You may be visiting this page as one of my peers from Iowa State University, maybe even a student. Or maybe you’re just trying to learn more about me. Well let’s start: I enrolled at ISU in Fall of 2019. Then… everything went downhill.


Technology


I’ve been interested in computers for as long as I can remember. My career and practical skills really started developing in late middle school and into high school, where I installed Linux on my laptop and started tinkering with everything I could find, attending cybersecurity conferences and learning as much as I could from the people I met. Cybersecurity was an interest of mine, as I believe it should be an interest of everybody’s, because I was interested not only in how systems work, but how they can be broken and made to do things they were never supposed to. To combine these interests, I spent much of my free time in high school figuring out how to use frameworks that ran backend server-side applications to gain a real understanding of how data flows throughout an application.

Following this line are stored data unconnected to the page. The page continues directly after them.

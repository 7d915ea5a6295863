//! Per-connection bridge session state.
//!
//! Each client WebSocket owns exactly one `BridgeSession`. The session tracks
//! where the upstream connection is in its lifecycle and whether the model is
//! currently speaking, which together decide what to do with each incoming
//! client message.

use std::time::{Duration, Instant};

/// Lifecycle of the upstream Live connection for one client session.
///
/// Transitions only move forward; a session that reaches `Closed` is never
/// reopened, the client must reconnect to start over.
#[derive(Debug, Clone, Copy, PartialEq, Eq)]
pub enum SessionState {
    /// Client connected, no configuration received yet. No upstream socket.
    AwaitingConfig,
    /// Configuration accepted, upstream handshake in flight.
    ConnectingUpstream,
    /// Upstream open and setup frame sent, waiting for `setupComplete`.
    AwaitingSetupAck,
    /// Setup acknowledged, full-duplex relay in effect.
    Active,
    /// Session over. Both sockets are torn down together.
    Closed,
}

/// Verdict for an incoming microphone audio chunk.
#[derive(Debug, Clone, Copy, PartialEq, Eq)]
pub enum UplinkGate {
    /// Forward the chunk upstream.
    Forward,
    /// Drop silently and notify the client the model is speaking.
    DropWhileSpeaking,
    /// Session is not active yet, reject with an error.
    NotReady,
}

/// State for one client connection's bridge to the Live API.
#[derive(Debug)]
pub struct BridgeSession {
    state: SessionState,
    /// True between the first audio chunk of a model turn and the matching
    /// `turnComplete` (or an interruption). Text chunks do not set it; only
    /// audible output gates the mic.
    model_speaking: bool,
    /// When the setup frame was written upstream, for ack timeout tracking.
    setup_sent_at: Option<Instant>,
}

impl BridgeSession {
    pub fn new() -> Self {
        Self {
            state: SessionState::AwaitingConfig,
            model_speaking: false,
            setup_sent_at: None,
        }
    }

    pub fn state(&self) -> SessionState {
        self.state
    }

    pub fn model_speaking(&self) -> bool {
        self.model_speaking
    }

    /// Whether a `gemini_config` message should open the upstream socket.
    ///
    /// Only the first configuration counts; later ones are ignored without
    /// error so a client retrying its config during a slow handshake does not
    /// get spurious failures.
    pub fn accepts_config(&self) -> bool {
        self.state == SessionState::AwaitingConfig
    }

    /// Configuration accepted, upstream handshake starting.
    pub fn begin_connect(&mut self) {
        debug_assert_eq!(self.state, SessionState::AwaitingConfig);
        self.state = SessionState::ConnectingUpstream;
    }

    /// Upstream open and the setup frame has been written.
    pub fn setup_sent(&mut self) {
        debug_assert_eq!(self.state, SessionState::ConnectingUpstream);
        self.state = SessionState::AwaitingSetupAck;
        self.setup_sent_at = Some(Instant::now());
    }

    /// Google acknowledged the setup frame; the relay is live.
    pub fn setup_complete(&mut self) {
        self.state = SessionState::Active;
        self.setup_sent_at = None;
    }

    /// True when the setup ack has been outstanding longer than `timeout`.
    pub fn setup_ack_overdue(&self, timeout: Duration) -> bool {
        match self.setup_sent_at {
            Some(sent) if self.state == SessionState::AwaitingSetupAck => {
                sent.elapsed() >= timeout
            }
            _ => false,
        }
    }

    /// Terminal transition. Idempotent.
    pub fn close(&mut self) {
        self.state = SessionState::Closed;
        self.model_speaking = false;
        self.setup_sent_at = None;
    }

    pub fn is_closed(&self) -> bool {
        self.state == SessionState::Closed
    }

    pub fn is_active(&self) -> bool {
        self.state == SessionState::Active
    }

    /// Model output (audio or text chunk) observed on the downlink.
    pub fn model_turn_started(&mut self) {
        self.model_speaking = true;
    }

    /// Turn finished or the user barged in; mic uplink reopens.
    pub fn model_turn_ended(&mut self) {
        self.model_speaking = false;
    }

    /// Decide what to do with an incoming microphone chunk.
    ///
    /// Half-duplex gating: while the model is speaking the chunk is dropped
    /// rather than queued, stale audio must never arrive after the turn ends.
    pub fn gate_audio(&self) -> UplinkGate {
        if self.state != SessionState::Active {
            return UplinkGate::NotReady;
        }
        if self.model_speaking {
            return UplinkGate::DropWhileSpeaking;
        }
        UplinkGate::Forward
    }
}

impl Default for BridgeSession {
    fn default() -> Self {
        Self::new()
    }
}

I picked the only real route that made sense in light of this interest: I enrolled at Iowa State University as a Software Engineer. I was able to visit ISU several years ahead of time thanks to my older brother who was already going there. There was no “shining light moment” or anything that made me really fall in love with the university, the fact was simply that I would likely need a degree to be marketable in my field of interest, and Iowa State University was a realistic vector for achieving that.

Foreshadowing: before enrolling, I was seriously considering enlisting in the U.S. Air Force. My parents convinced me to give college a try first, and I thought it was a good idea. We’ll get back to that.


University


I met a lot of good people at ISU, and I’m definitely glad I enrolled. I participated in extracurriculars relating to my interests, including participating in the ISEAGE Cyber Defense Competition and becoming an officer of the Campus Amateur Radio Club, a side hobby that I’ve found very fulfilling. I eventually became a Peer Mentor, a TA-like position that gave me experience teaching the material I’d been learning for a few years now. These experiences were invaluable, and I would have never found them elsewhere.

But the coursework was disappointing. After having just spent 4+ years doing a scaled-down version of Systems Engineering, I found the ISU Software Engineering curriculum to be embarrassingly theoretical. After all, I chose Software Engineering over Computer Science because I actually wanted to be hands-on in building the systems we interact with in everyday life while browsing the web.

To remedy this, I tried building my resume with personal projects. I started a popular Minecraft server with my roommate, I built a search engine that indexed Tor Hidden Services (definitely my proudest and most complex project that I unfortunately had to shut down due to legality concerns), I wrote tons of smaller scripts to automate daily tasks, server provisioning, and general server management/monitoring. But I found it nearly impossible to simultaneously build my practical skills while also working towards my degree as a full-time student and a part-time employee.

So I dropped out after the Spring 2021 semester to enlist in the Air Force.


Post-University Debrief


I could rant about how hard COVID-19 hit my mental health. In reality, my failure at ISU wasn’t a foregone conclusion: I could’ve worked harder and managed my time better to complete my degree. The reality was that I didn’t want to. The seclusion of the COVID-19 pandemic gave me a lot of time to think about what I was doing. I knew from the beginning that going to college wasn’t going to teach me anything, that I was just enrolling to get the little piece of paper, but I didn’t realize how difficult it would be to simultaneously develop my real skills while also getting passing grades.

So I picked my backup plan, and in January of 2021, I met with a recruiter of the U.S. Air Force and started my progression down the military path.